#### PROBLEM STATEMENT
Within the entries below, find each line containing the word "warn" and copy it.

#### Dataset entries
※ ※ ※

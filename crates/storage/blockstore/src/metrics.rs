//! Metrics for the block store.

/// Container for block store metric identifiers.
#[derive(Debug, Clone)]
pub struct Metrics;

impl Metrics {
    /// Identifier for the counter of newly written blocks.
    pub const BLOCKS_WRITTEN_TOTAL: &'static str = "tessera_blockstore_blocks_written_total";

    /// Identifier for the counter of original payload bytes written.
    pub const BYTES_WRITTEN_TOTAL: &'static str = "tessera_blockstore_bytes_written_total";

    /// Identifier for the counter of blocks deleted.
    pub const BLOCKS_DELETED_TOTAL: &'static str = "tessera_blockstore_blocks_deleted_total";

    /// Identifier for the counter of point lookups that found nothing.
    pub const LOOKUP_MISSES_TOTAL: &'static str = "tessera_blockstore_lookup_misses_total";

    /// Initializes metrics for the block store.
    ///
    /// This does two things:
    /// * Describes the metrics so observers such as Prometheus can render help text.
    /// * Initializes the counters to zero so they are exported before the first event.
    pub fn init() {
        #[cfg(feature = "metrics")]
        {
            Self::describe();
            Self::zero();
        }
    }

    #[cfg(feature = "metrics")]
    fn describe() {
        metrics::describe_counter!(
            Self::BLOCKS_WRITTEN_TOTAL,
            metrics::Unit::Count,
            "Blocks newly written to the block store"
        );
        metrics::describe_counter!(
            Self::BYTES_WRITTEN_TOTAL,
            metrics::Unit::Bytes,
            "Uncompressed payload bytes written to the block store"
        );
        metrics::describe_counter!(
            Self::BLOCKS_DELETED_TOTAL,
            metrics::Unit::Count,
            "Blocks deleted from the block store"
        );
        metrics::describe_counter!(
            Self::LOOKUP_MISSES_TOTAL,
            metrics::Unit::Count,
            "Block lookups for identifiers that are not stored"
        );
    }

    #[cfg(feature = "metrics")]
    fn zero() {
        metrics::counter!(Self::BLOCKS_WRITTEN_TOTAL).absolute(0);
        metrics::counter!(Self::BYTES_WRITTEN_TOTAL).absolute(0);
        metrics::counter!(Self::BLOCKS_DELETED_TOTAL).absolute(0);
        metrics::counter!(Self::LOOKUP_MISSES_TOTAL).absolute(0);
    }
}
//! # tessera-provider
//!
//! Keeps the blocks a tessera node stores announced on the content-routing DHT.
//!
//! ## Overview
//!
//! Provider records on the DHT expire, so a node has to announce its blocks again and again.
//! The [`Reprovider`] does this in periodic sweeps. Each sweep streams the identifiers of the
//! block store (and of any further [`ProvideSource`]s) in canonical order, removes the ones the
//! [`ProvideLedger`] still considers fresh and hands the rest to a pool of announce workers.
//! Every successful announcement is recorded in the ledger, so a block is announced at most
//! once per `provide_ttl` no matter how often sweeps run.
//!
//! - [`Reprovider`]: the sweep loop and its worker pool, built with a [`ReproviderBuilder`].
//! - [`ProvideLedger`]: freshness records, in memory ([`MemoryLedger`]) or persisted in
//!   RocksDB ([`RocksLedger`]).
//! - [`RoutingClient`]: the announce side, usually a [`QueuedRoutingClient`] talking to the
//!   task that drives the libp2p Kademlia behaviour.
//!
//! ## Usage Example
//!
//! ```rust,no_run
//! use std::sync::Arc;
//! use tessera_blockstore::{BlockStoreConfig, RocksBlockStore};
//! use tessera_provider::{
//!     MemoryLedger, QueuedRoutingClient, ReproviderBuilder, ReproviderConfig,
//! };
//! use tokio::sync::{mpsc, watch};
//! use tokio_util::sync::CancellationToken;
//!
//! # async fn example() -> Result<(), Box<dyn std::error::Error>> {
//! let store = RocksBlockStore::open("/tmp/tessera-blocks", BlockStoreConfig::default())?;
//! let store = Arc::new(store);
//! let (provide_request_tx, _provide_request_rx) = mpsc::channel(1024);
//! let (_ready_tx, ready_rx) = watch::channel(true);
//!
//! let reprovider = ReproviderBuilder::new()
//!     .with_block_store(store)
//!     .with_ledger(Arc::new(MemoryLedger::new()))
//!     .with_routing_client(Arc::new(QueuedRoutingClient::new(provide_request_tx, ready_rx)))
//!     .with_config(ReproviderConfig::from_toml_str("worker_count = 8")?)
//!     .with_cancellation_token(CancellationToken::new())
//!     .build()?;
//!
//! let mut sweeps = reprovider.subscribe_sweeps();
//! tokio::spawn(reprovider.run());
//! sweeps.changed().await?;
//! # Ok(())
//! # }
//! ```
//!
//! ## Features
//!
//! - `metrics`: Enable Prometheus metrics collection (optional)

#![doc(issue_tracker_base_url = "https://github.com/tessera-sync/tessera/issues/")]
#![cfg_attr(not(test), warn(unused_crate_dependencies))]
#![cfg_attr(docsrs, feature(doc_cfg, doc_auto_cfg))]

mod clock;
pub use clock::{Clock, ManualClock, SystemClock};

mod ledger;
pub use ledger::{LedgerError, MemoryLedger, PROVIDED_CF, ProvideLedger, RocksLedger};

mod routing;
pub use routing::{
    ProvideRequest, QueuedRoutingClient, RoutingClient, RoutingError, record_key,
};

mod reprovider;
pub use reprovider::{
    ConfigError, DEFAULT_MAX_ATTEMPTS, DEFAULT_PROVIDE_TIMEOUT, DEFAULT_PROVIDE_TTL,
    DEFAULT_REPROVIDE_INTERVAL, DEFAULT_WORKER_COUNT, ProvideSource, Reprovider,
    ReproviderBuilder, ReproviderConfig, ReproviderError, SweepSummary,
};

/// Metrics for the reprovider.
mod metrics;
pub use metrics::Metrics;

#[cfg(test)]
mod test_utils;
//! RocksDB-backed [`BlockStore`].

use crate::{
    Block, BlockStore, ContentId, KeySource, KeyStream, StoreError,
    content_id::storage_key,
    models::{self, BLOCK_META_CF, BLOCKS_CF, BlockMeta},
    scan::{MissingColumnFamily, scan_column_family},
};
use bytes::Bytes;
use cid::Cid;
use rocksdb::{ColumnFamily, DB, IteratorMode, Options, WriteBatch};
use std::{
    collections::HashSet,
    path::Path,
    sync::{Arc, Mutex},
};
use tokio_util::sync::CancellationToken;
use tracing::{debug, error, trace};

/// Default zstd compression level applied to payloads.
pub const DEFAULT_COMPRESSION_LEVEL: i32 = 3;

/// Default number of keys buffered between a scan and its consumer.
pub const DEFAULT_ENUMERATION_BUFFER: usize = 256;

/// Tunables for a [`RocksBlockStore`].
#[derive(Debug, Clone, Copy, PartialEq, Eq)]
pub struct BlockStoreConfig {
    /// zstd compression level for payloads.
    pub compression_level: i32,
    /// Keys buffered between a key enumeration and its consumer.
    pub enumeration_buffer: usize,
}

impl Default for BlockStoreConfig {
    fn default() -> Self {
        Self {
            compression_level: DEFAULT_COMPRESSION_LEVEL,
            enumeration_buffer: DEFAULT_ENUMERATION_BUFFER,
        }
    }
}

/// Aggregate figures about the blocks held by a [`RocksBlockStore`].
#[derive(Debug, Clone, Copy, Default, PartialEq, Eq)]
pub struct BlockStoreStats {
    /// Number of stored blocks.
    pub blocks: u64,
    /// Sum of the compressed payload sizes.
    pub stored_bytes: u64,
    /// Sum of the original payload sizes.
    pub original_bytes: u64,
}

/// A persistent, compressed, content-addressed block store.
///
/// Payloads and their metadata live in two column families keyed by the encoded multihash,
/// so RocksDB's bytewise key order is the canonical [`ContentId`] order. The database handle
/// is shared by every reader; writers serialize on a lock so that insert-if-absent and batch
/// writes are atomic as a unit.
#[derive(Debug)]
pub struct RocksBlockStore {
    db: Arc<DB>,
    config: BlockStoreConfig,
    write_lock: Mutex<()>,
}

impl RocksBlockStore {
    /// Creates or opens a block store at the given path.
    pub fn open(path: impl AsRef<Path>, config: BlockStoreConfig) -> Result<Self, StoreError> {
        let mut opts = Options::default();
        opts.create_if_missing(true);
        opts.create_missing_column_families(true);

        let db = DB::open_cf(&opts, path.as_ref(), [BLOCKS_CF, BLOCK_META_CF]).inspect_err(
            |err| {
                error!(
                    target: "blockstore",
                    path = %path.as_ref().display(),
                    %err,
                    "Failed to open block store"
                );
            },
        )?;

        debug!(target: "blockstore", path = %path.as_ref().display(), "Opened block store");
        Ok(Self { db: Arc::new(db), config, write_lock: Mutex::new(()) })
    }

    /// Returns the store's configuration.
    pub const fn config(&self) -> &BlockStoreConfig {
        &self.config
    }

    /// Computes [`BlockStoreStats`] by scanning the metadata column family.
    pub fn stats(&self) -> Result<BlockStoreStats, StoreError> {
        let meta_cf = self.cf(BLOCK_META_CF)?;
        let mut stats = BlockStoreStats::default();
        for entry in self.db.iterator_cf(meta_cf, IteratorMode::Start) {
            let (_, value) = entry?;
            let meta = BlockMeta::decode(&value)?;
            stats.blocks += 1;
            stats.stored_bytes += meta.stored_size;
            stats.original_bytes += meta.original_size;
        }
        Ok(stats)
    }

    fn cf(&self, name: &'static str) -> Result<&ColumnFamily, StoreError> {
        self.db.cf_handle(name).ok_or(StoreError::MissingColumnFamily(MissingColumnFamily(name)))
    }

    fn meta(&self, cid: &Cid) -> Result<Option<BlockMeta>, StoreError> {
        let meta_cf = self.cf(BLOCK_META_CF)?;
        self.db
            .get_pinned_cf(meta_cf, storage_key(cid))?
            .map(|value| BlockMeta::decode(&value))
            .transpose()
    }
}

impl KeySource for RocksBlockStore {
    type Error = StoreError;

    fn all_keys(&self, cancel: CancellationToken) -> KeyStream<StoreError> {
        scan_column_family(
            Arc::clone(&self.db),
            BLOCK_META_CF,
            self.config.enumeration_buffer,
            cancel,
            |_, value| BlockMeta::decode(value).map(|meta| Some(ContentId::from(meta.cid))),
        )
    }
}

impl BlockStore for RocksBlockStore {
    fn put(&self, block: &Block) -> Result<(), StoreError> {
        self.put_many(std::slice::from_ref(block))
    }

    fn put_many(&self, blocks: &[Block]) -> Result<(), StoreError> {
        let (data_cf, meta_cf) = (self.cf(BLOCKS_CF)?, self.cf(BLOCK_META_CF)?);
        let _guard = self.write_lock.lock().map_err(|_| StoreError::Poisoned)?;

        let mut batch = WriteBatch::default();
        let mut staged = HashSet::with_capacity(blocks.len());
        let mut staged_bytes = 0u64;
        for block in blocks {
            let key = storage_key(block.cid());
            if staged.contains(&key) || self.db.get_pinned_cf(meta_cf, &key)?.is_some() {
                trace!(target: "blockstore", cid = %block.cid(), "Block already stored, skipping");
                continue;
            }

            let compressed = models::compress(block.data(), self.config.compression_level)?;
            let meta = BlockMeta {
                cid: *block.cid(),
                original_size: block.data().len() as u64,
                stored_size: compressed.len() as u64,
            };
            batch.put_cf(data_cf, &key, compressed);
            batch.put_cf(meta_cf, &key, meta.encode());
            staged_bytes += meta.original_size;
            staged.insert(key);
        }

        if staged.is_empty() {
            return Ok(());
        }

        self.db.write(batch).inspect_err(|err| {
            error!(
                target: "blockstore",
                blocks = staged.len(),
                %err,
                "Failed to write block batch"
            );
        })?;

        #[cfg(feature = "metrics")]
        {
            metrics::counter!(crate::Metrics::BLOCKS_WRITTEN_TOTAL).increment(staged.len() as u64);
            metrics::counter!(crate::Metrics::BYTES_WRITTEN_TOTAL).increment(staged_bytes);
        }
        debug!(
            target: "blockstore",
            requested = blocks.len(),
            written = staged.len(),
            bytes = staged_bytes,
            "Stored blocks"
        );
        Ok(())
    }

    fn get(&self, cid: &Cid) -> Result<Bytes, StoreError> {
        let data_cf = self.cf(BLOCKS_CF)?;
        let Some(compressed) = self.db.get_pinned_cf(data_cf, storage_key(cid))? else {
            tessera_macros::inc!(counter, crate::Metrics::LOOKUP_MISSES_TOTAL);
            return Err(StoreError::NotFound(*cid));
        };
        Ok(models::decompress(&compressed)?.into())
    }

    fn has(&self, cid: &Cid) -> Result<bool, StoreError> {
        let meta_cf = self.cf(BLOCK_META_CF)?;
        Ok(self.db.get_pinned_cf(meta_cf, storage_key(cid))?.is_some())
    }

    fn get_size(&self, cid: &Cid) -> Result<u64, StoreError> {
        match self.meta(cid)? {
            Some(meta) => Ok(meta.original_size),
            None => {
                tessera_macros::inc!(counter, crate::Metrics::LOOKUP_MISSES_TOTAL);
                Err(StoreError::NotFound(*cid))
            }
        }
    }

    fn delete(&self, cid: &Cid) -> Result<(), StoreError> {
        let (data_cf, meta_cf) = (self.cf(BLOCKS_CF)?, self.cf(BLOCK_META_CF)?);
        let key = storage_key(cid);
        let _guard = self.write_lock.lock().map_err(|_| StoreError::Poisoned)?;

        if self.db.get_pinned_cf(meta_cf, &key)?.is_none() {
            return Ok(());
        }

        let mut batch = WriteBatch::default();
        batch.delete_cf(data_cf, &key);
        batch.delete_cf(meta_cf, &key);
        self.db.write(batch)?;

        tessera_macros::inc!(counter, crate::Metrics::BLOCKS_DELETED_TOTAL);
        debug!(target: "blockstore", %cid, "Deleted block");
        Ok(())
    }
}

※ ※ ※

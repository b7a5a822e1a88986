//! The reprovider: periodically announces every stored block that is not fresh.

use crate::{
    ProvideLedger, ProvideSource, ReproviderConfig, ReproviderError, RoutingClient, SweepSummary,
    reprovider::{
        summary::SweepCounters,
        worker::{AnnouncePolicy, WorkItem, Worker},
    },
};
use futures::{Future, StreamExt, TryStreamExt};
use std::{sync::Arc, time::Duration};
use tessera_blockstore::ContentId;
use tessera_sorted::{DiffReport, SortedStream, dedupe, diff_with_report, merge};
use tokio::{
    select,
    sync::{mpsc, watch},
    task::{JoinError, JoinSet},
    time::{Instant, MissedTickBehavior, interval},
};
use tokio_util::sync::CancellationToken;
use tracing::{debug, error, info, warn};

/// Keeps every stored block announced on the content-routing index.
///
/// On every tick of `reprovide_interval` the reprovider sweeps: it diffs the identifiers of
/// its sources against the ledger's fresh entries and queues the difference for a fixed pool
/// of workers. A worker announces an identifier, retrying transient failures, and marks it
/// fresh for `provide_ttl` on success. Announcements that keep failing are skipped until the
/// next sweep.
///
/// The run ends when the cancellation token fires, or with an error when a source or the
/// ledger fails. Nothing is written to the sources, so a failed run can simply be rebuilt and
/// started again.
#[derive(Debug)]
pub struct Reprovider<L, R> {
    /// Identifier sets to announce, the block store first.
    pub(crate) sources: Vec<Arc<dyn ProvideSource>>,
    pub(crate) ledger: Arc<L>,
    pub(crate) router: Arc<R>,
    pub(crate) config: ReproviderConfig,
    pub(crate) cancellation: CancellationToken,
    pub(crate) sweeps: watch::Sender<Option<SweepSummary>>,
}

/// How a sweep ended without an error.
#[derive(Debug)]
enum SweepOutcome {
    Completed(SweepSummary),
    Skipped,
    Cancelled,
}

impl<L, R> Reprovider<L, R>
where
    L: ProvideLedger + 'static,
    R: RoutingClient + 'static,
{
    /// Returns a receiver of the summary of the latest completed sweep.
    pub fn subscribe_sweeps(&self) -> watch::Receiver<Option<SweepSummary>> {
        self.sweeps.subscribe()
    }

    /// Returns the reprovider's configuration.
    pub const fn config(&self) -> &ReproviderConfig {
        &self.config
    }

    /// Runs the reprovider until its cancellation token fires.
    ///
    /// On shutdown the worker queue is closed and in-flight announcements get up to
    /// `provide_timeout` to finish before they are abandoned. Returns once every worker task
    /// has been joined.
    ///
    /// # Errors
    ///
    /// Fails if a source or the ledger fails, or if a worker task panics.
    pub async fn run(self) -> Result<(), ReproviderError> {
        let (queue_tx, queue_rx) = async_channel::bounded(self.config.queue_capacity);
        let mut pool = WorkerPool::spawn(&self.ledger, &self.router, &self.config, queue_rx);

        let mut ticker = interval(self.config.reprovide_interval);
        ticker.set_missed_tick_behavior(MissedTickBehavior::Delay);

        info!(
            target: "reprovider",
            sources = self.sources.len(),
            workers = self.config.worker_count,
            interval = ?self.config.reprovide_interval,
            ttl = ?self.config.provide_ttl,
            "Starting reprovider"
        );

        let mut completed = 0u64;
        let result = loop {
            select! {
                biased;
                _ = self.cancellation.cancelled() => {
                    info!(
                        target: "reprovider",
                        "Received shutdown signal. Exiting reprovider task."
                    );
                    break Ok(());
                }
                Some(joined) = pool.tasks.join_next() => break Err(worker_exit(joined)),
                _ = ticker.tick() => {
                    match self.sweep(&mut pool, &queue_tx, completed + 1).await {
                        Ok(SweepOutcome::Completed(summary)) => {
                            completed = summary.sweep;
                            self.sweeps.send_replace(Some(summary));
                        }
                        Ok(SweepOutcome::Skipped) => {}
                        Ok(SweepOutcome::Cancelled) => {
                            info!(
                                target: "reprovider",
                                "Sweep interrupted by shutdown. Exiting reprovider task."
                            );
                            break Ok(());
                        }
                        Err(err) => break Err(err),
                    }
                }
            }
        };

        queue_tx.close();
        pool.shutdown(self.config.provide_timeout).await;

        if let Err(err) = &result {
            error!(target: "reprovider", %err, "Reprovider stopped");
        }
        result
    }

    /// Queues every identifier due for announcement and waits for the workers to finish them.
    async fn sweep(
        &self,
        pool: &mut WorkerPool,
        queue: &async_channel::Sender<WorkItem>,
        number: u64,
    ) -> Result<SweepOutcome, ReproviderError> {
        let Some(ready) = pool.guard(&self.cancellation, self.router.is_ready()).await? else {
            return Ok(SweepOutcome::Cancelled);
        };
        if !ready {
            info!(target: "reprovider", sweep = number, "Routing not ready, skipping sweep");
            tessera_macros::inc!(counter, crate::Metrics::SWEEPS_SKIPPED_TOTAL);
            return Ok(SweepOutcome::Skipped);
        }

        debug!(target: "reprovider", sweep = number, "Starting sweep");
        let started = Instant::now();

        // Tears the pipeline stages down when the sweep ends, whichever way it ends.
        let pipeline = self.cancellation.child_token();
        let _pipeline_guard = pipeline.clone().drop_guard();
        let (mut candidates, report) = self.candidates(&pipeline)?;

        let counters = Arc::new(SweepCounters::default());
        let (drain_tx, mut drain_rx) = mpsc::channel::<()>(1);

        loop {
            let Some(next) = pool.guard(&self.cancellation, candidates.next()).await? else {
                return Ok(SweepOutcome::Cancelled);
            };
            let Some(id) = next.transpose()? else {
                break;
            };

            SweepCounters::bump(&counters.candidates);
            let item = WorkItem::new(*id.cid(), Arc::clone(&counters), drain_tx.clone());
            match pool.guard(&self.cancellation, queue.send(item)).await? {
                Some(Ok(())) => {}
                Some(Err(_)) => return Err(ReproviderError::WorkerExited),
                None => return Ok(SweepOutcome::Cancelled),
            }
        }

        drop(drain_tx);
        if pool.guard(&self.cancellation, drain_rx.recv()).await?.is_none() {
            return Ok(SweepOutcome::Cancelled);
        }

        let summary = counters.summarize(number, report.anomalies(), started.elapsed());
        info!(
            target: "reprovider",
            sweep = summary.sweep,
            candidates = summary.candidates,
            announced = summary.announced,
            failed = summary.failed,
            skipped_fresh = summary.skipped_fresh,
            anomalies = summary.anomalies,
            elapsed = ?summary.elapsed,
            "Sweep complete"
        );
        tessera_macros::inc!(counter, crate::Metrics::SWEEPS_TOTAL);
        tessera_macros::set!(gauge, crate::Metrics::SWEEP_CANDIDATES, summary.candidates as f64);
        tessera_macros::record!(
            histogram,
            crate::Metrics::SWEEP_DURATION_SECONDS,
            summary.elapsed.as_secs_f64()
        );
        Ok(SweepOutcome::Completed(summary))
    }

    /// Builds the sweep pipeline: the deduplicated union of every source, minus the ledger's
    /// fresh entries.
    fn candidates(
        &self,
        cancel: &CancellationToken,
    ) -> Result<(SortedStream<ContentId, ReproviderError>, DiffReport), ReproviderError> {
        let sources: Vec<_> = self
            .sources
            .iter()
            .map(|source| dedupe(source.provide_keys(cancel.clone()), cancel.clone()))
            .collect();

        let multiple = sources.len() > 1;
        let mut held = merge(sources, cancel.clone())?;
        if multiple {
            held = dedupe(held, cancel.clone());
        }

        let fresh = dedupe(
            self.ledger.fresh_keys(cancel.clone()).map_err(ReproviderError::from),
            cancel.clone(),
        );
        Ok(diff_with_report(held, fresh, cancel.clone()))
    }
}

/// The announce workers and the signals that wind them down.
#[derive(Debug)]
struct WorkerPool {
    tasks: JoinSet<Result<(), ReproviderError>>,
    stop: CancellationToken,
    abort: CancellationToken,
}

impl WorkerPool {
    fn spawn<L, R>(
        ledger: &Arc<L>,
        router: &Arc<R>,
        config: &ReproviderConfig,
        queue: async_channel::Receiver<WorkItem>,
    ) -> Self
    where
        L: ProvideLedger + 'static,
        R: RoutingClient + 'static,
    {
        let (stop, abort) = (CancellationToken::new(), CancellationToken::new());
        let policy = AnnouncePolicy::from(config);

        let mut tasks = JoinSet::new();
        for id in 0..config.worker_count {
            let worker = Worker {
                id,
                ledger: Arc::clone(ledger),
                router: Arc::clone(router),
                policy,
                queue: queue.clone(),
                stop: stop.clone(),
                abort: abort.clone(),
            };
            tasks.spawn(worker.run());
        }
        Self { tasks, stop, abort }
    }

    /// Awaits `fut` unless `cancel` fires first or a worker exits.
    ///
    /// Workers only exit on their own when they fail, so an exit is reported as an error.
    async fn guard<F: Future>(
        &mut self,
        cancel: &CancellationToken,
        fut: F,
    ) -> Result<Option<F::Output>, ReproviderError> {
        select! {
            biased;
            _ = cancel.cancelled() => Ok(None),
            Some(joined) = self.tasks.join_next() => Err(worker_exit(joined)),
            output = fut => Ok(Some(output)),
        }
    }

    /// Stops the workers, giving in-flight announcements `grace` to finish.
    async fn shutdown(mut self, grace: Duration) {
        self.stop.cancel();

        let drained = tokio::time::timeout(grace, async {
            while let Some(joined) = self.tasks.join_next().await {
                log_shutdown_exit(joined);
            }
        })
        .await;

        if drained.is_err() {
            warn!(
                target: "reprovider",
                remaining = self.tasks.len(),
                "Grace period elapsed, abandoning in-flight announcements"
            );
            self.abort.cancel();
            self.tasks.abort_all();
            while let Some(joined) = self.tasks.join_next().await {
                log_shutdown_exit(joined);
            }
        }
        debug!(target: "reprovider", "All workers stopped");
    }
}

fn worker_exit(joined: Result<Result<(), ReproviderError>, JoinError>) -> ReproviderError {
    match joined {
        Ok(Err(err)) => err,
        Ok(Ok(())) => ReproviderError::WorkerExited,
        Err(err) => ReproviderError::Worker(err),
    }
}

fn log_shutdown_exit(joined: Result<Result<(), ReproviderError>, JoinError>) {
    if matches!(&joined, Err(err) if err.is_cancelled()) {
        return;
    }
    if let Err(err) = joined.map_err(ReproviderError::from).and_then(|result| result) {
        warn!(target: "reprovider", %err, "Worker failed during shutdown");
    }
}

※ ※ ※

#### SOLUTION FOR THIS PROBLEM
#![cfg_attr(not(test), warn(unused_crate_dependencies))]
use tracing::{debug, error, info, warn};
            warn!(
        warn!(target: "reprovider", %err, "Worker failed during shutdown");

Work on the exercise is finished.